Certainly there is no one in computerdom that does not know already that Microsoft (MSFT) will be supplying its OEMs and retailers versions of Windows without a browser when it formally launches Windows 7 in October 2009.
But I have yet to see anything about what I believe to be the stories behind the story.
First, this strategic move by Microsoft has been couched by the leading software provider as a reaction to continued European Union (EU) investigations of Microsoft bundling practices. In fact, the news came out officially via an obscure blog post by a Microsoft Deputy General Counsel after the PC press heard about it from PC manufacturers. (I think a Deputy General in legal circles is like a Lieutenant General in the Army.)
The EU angle is a smokescreen. In reality I believe the real story is that Microsoft is abandoning the browser market all together and worldwide. Microsoft spends more just in browser development than all other browser providers achieve in revenue. Yet it does not receive a dime for its efforts. Microsoft shareholders have always been troubled by this neglect of their rights by Microsoft.
It is not coincidental that there is nothing in the Deputy General Counsel’s blog post that says Microsoft OEMs and retailers cannot order and ship the “E” versions of Windows anywhere in the world they want.

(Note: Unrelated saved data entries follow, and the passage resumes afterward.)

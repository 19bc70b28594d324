//! Stable item identity.
//!
//! Every archetype is addressed by an [`ItemId`]: an `(archetype, name)`
//! pair that stays stable across registry reloads but not across renames.
//! Renames are handled by the redirect resolver, never by mutating ids in
//! place.

use std::cmp::Ordering;
use std::fmt;

use serde::{Deserialize, Serialize};

/// Name of an archetype group, e.g. `"Weapon"`.
///
/// Lexical ordering is load-bearing: the registry state keeps records
/// sorted by `(archetype, name)` and derives replication indices from the
/// sorted position.
#[derive(Clone, Debug, Default, PartialEq, Eq, PartialOrd, Ord, Hash, Serialize, Deserialize)]
pub struct ArchetypeName(String);

impl ArchetypeName {
    pub fn new(name: impl Into<String>) -> Self {
        Self(name.into())
    }

    pub fn as_str(&self) -> &str {
        &self.0
    }

    pub fn is_valid(&self) -> bool {
        !self.0.is_empty()
    }
}

impl fmt::Display for ArchetypeName {
    fn fmt(&self, f: &mut fmt::Formatter<'_>) -> fmt::Result {
        f.write_str(&self.0)
    }
}

impl From<&str> for ArchetypeName {
    fn from(name: &str) -> Self {
        Self(name.to_owned())
    }
}

/// Name of a single archetype within its group, e.g. `"Sword"`.
#[derive(Clone, Debug, Default, PartialEq, Eq, PartialOrd, Ord, Hash, Serialize, Deserialize)]
pub struct ItemName(String);

impl ItemName {
    pub fn new(name: impl Into<String>) -> Self {
        Self(name.into())
    }

    pub fn as_str(&self) -> &str {
        &self.0
    }

    pub fn is_valid(&self) -> bool {
        !self.0.is_empty()
    }
}

impl fmt::Display for ItemName {
    fn fmt(&self, f: &mut fmt::Formatter<'_>) -> fmt::Result {
        f.write_str(&self.0)
    }
}

impl From<&str> for ItemName {
    fn from(name: &str) -> Self {
        Self(name.to_owned())
    }
}

/// Globally unique archetype identifier within one registry.
///
/// The default value is the invalid id; [`ItemId::is_valid`] checks both
/// components. Invalid ids round-trip through persistence and the wire as
/// the reserved "no item" encoding.
#[derive(Clone, Debug, Default, PartialEq, Eq, Hash, Serialize, Deserialize)]
pub struct ItemId {
    pub archetype: ArchetypeName,
    pub name: ItemName,
}

impl ItemId {
    pub fn new(archetype: impl Into<ArchetypeName>, name: impl Into<ItemName>) -> Self {
        Self {
            archetype: archetype.into(),
            name: name.into(),
        }
    }

    /// Whether both components are non-empty.
    pub fn is_valid(&self) -> bool {
        self.archetype.is_valid() && self.name.is_valid()
    }

    /// Clears both components back to the invalid id.
    pub fn reset(&mut self) {
        *self = Self::default();
    }
}

impl Ord for ItemId {
    fn cmp(&self, other: &Self) -> Ordering {
        self.archetype
            .cmp(&other.archetype)
            .then_with(|| self.name.cmp(&other.name))
    }
}

impl PartialOrd for ItemId {
    fn partial_cmp(&self, other: &Self) -> Option<Ordering> {
        Some(self.cmp(other))
    }
}

impl fmt::Display for ItemId {
    fn fmt(&self, f: &mut fmt::Formatter<'_>) -> fmt::Result {
        write!(f, "{}:{}", self.archetype, self.name)
    }
}

#[cfg(test)]
mod tests {
    use super::*;

    #[test]
    fn ordering_is_archetype_then_name() {
        let axe = ItemId::new("Weapon", "Axe");
        let sword = ItemId::new("Weapon", "Sword");
        let potion = ItemId::new("Consumable", "Potion");

        assert!(potion < axe, "Consumable sorts before Weapon");
        assert!(axe < sword, "Axe sorts before Sword within Weapon");
    }

    #[test]
    fn default_is_invalid() {
        let id = ItemId::default();
        assert!(!id.is_valid());
        assert!(ItemId::new("Weapon", "").is_valid() == false);
        assert!(ItemId::new("", "Sword").is_valid() == false);
    }
}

Key partners may quietly be urged to do so. In a few years, this abandonment of the minor Windows operating software feature known as Internet Explorer will eliminate Microsoft browser development and manufacturing costs and boost profits.
Similar steps may eventually be taken by Microsoft for such bundled features and functions as Windows Update, Folder Management (also called Explorer but not to be confused with Internet Explorer) and Help. To speed decision making within Microsoft, which can only be described as glacial, perhaps the EU could investigate the bundling of these functions as well. Clearly there must be some other EU nations like Norway (which also can only be described as glacial) that has thousands of young people sitting around idle and that therefore needs the EU to prop up a nativist software development group.
In the meantime, this move by Microsoft relative to browsers will be accelerated by tying it to the second part of the strategy, a super-secret Microsoft project called NGUI (for next-generation user interface). NGUI has been in development since Ray Ozzie replaced Bill Gates a few years ago as chief technologist.
The simplicity of the approach is being described by analysts who have seen it as beyond belief. When you power up a device running Windows 7 a very attractive solid blue screen will appear (it's black in some prototypes already shipping with Windows). The screen has only four characters and a blinking underscore. With the NGUI technology, two of the characters on the screen indicate the server, anywhere in the cloud, to which you are attached. Currently there is a limit of only 26 possible servers and ‘C:’ is the default choice. The meaning of the ‘\’ and ‘>’ after the 'C:' is in a category called 'reserved' by Microsoft engineers. Potentially it is believed that users will be able to type cryptic characters after the ‘>’ as a way to launch other software.
Besides the 'C:\>_', NGUI’s solid blue screen is devoid of distracting graphics and especially devoid of annoying pointers to Microsoft competitor web sites. Pointers to competitors’ products were the approach the EU had hoped Microsoft would take in response to the complaint filed by Opera. (OPERA is traded on the Oslo exchange, with shares also traded as ADRs although the company does not seem to have filed a 20-F with the U.S. Securities and Exchange Commission).
But when Microsoft considered the costs it sinks into browser functionality for which it receives no revenue Microsoft clearly made the right decision from an investor perspective. The only thing I would like to see Microsoft do in addition is to abandon marketing in the EU altogether.